[Opening Records provided section]
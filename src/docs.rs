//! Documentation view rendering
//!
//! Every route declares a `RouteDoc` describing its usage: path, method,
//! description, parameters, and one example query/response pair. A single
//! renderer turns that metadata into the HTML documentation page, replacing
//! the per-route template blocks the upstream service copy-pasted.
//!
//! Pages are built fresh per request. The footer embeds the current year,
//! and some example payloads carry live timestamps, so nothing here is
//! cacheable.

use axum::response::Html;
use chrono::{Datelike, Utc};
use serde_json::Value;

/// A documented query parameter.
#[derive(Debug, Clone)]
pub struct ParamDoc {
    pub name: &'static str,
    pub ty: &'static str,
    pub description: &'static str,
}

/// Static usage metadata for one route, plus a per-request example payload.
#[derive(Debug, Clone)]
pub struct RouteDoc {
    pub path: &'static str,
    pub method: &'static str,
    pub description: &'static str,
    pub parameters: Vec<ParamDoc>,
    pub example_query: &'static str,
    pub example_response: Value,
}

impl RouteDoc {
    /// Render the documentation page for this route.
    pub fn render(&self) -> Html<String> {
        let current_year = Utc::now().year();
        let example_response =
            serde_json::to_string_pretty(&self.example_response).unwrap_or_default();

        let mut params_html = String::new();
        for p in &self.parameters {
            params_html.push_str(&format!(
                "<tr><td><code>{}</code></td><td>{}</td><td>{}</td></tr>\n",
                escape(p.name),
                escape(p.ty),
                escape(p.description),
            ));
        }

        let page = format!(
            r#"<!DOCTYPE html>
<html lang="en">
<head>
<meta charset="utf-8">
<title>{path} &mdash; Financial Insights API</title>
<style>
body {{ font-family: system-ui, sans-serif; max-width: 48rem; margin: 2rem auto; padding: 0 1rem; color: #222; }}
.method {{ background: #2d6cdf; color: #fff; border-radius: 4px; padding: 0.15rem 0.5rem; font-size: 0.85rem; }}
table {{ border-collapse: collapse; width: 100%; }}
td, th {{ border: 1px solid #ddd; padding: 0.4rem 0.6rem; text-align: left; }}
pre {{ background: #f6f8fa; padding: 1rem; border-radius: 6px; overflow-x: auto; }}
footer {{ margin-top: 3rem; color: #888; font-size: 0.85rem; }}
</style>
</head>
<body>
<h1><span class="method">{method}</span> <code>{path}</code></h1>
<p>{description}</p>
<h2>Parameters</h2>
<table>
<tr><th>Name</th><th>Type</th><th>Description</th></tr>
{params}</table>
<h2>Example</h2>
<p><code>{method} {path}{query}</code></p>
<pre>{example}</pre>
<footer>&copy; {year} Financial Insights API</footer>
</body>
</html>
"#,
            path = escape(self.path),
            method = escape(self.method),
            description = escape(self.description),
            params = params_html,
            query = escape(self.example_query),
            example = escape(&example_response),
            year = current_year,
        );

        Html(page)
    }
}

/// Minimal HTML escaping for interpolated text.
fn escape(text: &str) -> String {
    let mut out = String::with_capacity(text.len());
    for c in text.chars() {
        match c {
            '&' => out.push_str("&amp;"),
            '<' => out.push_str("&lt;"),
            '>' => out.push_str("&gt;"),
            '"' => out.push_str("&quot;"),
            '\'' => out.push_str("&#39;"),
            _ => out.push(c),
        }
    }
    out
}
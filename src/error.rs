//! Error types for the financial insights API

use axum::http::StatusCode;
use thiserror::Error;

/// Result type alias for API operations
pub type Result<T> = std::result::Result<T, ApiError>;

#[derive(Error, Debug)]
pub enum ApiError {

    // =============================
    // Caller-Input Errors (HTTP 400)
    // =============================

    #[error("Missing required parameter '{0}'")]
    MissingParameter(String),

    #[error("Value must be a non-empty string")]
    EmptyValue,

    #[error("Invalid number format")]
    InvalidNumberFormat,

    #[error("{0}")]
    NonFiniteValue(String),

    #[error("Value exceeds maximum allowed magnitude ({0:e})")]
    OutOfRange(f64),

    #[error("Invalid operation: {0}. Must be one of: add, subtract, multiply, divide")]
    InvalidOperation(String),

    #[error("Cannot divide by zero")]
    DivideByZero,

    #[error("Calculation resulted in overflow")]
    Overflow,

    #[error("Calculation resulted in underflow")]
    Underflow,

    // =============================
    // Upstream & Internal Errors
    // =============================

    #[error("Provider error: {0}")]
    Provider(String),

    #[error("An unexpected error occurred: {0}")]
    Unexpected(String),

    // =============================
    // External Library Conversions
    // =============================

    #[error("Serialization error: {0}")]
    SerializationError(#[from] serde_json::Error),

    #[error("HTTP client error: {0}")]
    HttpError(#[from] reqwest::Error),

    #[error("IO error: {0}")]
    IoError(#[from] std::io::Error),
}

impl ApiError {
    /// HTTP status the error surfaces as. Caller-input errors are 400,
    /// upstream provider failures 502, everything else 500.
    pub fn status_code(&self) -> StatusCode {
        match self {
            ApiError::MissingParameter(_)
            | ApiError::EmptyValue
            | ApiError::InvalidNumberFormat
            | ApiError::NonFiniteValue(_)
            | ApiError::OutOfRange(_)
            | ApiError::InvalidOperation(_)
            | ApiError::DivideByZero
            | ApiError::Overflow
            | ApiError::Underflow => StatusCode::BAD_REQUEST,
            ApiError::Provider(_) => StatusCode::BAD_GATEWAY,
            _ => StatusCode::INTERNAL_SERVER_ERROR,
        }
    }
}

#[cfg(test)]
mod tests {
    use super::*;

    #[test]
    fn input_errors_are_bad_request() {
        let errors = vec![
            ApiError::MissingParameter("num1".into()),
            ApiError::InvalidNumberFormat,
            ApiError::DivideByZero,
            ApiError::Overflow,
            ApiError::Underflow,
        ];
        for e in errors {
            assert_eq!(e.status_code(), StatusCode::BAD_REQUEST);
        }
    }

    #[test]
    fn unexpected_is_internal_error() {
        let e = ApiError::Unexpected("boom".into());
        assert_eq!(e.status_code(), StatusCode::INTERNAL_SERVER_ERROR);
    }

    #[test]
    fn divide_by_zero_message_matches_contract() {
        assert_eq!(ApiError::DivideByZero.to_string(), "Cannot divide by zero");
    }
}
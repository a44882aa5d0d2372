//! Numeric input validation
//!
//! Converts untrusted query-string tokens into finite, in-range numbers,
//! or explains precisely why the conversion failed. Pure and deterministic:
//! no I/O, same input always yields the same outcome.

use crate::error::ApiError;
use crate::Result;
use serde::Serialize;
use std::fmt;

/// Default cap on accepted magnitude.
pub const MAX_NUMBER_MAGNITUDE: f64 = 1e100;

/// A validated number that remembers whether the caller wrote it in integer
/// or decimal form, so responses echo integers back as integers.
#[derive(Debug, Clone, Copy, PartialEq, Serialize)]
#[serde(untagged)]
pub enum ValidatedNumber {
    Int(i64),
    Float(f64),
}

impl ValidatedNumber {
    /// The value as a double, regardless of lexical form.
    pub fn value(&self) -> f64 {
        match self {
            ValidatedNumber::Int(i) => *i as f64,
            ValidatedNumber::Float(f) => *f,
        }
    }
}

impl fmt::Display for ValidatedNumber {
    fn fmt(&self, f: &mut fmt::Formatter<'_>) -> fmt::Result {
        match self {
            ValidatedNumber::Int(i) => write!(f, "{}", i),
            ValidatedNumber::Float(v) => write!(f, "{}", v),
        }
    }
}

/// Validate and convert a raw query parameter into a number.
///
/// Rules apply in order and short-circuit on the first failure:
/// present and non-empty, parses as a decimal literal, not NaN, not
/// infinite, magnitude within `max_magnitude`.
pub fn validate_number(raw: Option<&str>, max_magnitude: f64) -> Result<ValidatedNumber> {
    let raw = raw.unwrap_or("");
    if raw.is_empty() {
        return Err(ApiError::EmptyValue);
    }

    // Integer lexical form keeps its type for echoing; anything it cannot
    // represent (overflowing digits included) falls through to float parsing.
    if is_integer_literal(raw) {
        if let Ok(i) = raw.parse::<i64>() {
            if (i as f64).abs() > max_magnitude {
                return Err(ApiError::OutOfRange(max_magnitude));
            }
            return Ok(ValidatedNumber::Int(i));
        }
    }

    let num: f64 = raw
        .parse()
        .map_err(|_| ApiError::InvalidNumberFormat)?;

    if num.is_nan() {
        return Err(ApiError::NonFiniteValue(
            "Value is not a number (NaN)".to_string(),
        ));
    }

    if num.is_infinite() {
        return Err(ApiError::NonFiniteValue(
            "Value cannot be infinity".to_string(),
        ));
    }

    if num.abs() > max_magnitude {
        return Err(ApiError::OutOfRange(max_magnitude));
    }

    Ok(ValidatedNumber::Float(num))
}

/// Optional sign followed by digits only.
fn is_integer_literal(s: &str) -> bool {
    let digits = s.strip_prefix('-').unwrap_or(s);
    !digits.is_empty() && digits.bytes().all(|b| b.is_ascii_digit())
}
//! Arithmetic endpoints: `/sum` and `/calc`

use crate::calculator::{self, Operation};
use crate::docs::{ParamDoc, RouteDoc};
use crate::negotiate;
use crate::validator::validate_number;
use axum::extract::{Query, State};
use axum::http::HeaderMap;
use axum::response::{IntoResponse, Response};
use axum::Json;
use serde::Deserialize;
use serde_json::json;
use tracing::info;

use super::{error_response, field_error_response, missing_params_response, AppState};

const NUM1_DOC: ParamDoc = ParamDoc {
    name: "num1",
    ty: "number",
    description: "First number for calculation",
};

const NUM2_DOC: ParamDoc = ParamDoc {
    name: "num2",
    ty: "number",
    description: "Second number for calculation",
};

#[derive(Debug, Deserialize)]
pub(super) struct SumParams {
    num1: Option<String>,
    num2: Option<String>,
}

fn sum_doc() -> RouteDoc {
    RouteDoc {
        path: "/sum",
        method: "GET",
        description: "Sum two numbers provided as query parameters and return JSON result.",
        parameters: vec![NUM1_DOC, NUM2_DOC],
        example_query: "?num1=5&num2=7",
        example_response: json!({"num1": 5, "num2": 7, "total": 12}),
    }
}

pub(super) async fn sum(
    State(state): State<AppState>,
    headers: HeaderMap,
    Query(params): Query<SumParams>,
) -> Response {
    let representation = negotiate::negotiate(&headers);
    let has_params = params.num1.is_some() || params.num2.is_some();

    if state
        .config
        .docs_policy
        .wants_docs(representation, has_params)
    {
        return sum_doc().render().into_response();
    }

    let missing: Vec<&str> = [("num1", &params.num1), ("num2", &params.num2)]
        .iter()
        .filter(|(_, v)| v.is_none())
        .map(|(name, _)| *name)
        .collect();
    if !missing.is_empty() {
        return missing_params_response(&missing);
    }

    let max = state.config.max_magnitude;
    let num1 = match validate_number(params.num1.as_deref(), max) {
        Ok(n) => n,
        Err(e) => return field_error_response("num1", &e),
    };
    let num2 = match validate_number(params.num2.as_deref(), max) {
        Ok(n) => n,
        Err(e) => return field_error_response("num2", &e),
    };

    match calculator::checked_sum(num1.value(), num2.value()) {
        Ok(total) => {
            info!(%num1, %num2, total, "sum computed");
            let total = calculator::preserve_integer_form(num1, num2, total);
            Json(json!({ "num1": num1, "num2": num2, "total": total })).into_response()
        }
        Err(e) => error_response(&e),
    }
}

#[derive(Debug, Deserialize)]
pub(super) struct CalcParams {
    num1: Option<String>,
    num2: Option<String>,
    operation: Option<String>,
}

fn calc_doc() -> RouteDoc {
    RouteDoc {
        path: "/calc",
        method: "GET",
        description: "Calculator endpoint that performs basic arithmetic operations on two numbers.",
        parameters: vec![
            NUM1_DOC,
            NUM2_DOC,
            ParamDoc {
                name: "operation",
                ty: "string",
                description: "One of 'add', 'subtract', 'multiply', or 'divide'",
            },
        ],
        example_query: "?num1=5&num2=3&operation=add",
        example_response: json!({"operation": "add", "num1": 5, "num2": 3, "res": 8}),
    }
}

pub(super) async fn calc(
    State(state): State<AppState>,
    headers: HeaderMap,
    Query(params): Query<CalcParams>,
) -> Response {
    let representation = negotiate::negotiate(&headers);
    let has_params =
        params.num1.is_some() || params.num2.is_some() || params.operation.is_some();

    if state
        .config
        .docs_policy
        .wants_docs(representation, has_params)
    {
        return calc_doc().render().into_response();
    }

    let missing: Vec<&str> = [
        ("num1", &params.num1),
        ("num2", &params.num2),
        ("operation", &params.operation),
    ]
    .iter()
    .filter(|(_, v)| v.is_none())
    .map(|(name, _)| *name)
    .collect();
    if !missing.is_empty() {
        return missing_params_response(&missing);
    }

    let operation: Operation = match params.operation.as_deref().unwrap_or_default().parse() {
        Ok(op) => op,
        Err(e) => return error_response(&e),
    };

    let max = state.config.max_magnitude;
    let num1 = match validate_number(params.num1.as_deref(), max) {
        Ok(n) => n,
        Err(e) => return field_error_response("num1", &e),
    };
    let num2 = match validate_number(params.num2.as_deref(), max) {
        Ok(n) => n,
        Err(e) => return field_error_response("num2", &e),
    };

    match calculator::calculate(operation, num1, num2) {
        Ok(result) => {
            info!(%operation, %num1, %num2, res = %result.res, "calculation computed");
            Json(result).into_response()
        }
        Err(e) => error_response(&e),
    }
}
[Closing Records provided section]
** Task goal **
Your task is to set down again, exactly, every line from the beginning of the listing through the line with "documentation page, replacing".

** The completed task **
filename src/docs.rs
//! Documentation view rendering
//!
//! Every route declares a `RouteDoc` describing its usage: path, method,
//! description, parameters, and one example query/response pair. A single
//! renderer turns that metadata into the HTML documentation page, replacing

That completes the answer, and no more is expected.